After 30 years of hard work in environmental health, I have become convinced that that this confluence of threats must be countered with a congruence of benefits: what is good for us as individuals is good for community, and is good for the planet. As individuals, we need to eat plenty of fruits and vegetables. It means that as individuals, we must walk as a major form of exercise – "10,000 steps a day. If we lived closer to work we could get those steps in and if we did not need so much car time, we might have more time with the people we love – and who care about us.

We need to belong to a community, one that is the hub and support for the routine demands of life: learning, shopping, socializing, mourning and rejoicing. Well-designed communities make this much easier. We must re-create denser communities that have privacy, safety, beauty, tranquility and culture. Such communities need to cluster near mass transit; people who use mass transit walk more and pollute less. Well-designed communities can also be the safe haven during the weather disasters that global warming will bring us.

Climate warming is real; the debate is just about the degree. We are at the tipping point with global warming, according to experts such as James Hansen of NASA. Unless we dramatically reduce the carbon loading of the atmosphere, a two- to three-degree temperature rise is inevitable, and this will accelerate icepack melting and cause an average sea level rise of 80 ft. Green and sustainable building and community design must advance past sustainability and become "restorative.

As I see it, the biggest challenge is not knowledge (though plenty more research is needed) and it is not good will (we all want to give our children a planet as healthful, diverse and beautiful as the one we were given). The biggest challenge is one of leadership: we need to be articulating and getting ownership of a vision of healthy communities that superbly support families, children, the elderly, workers and parents, as well as the natural world around us. Well-designed communities can make this much easier – it is not the only solution, but a community that is a place of the heart, as well as the wallet, is a big step towards health.

Technology benefits our lives and is built on specialization. To achieve good health for people, communities and the planet, the barriers that separate the disciplines of health from business, design, transportation and politics must be torn down. The challenges are daunting but critical: we need to confront them just as the doctors, designers, business people and politicians did a century ago.
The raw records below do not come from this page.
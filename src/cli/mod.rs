// src/cli/mod.rs
use std::error::Error;
use std::io::Write;

use clap::Parser;

pub mod commands;
pub mod handlers;

pub use commands::{CliCommand, EntryArgs};

use crate::core::{Config, LoadOutcome, RecordStore};
use crate::generators::PasswordGenerator;
use crate::models::{PasswordGenerationOptions, RecordFilter, SortOrder};
use crate::storage::StorageBackend;

#[derive(Parser, Debug)]
#[command(author, version, about, long_about = None)]
pub struct Args {
    /// Storage URL: "memory:" or "file:<directory>"
    #[arg(long, env = "CREDVAULT_STORAGE")]
    pub storage: Option<String>,

    /// Command to execute
    #[command(subcommand)]
    pub command: CliCommand,
}

/// Warns on stderr when the stored data could not be read and was reset.
pub fn report_load_outcome(outcome: &LoadOutcome) {
    if let LoadOutcome::Discarded { reason } = outcome {
        eprintln!("⚠️  Error loading saved data. Starting with fresh data. ({})", reason);
    }
}

fn resolve_password(args: &EntryArgs, config: &Config) -> Result<Option<String>, Box<dyn Error>> {
    if let Some(password) = &args.password {
        return Ok(Some(password.clone()));
    }

    if args.generate {
        let options = PasswordGenerationOptions::with_length(config.default_password_length);
        let generated = PasswordGenerator::new().generate_password(&options)?;
        if !generated.is_secure() {
            eprintln!("⚠️  Secure random source unavailable; generated password is weaker");
        }
        return Ok(Some(generated.value));
    }

    Ok(None)
}

fn prompt_password() -> Result<String, Box<dyn Error>> {
    let password = inquire::Password::new("Password:")
        .with_display_mode(inquire::PasswordDisplayMode::Hidden)
        .prompt()?;
    Ok(password)
}

/// Runs one command against an opened store, writing human-readable output to `out`.
pub fn run<B: StorageBackend, W: Write>(
    command: CliCommand,
    store: &mut RecordStore<B>,
    config: &Config,
    out: &mut W,
) -> Result<(), Box<dyn Error>> {
    match command {
        CliCommand::Init => {
            writeln!(out, "✅ Store ready under key '{}' ({} entries)", store.key(), store.entries().len())?;
            Ok(())
        }
        CliCommand::List { service, category, search, oldest } => {
            let filter = RecordFilter {
                service,
                category,
                search_term: search,
                sort: if oldest { SortOrder::Oldest } else { SortOrder::Newest },
            };
            handlers::handle_list(store, &filter, out)
        }
        CliCommand::Recent { count } => {
            handlers::handle_recent(store, count.unwrap_or(config.recent_entries), out)
        }
        CliCommand::Show { id, reveal } => handlers::handle_show(store, &id, reveal, out),
        CliCommand::Add(fields) => {
            let password = match resolve_password(&fields, config)? {
                Some(password) => password,
                None => prompt_password()?,
            };
            let input = handlers::build_input(&fields, None, password);
            handlers::handle_add(store, input, out)
        }
        CliCommand::Update { id, fields } => {
            let existing = store
                .get(&id)
                .cloned()
                .ok_or_else(|| format!("Entry not found: {}", id))?;
            let password = resolve_password(&fields, config)?.unwrap_or_else(|| existing.password.clone());
            let input = handlers::build_input(&fields, Some(&existing), password);
            handlers::handle_update(store, &id, input, out)
        }
        CliCommand::Delete { id, yes } => {
            if !yes {
                let confirmed = inquire::Confirm::new(&format!("Delete entry {}?", id))
                    .with_default(false)
                    .prompt()?;
                if !confirmed {
                    writeln!(out, "Cancelled")?;
                    return Ok(());
                }
            }
            handlers::handle_delete(store, &id, out)
        }
        CliCommand::Dashboard => handlers::handle_dashboard(store, config.recent_entries, out),
        CliCommand::Categories => handlers::handle_categories(store, out),
        CliCommand::Generate {
            length,
            no_uppercase,
            no_lowercase,
            no_numbers,
            no_symbols,
            count,
        } => {
            let options = PasswordGenerationOptions {
                length: length.unwrap_or(config.default_password_length),
                include_uppercase: !no_uppercase,
                include_lowercase: !no_lowercase,
                include_numbers: !no_numbers,
                include_symbols: !no_symbols,
            };
            handlers::handle_generate(&options, count, out)
        }
        CliCommand::Strength { password } => {
            let password = match password {
                Some(password) => password,
                None => prompt_password()?,
            };
            handlers::handle_strength(&password, out)
        }
        CliCommand::Settings { auto_lock, theme } => {
            handlers::handle_settings(store, auto_lock, theme, out)
        }
    }
}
A first step is for the medical, public health, urban design and planning professions to work together to create active and livable communities.  


Richard J. Jackson, MD MPH, is an adjunct professor at the University of California, Berkeley, School of Public Health. He has also served as director of the CDC's National Center for Environmental Health and as California's Health Officer. He is one of the two "public members" of the Board of the American Institute of Architects.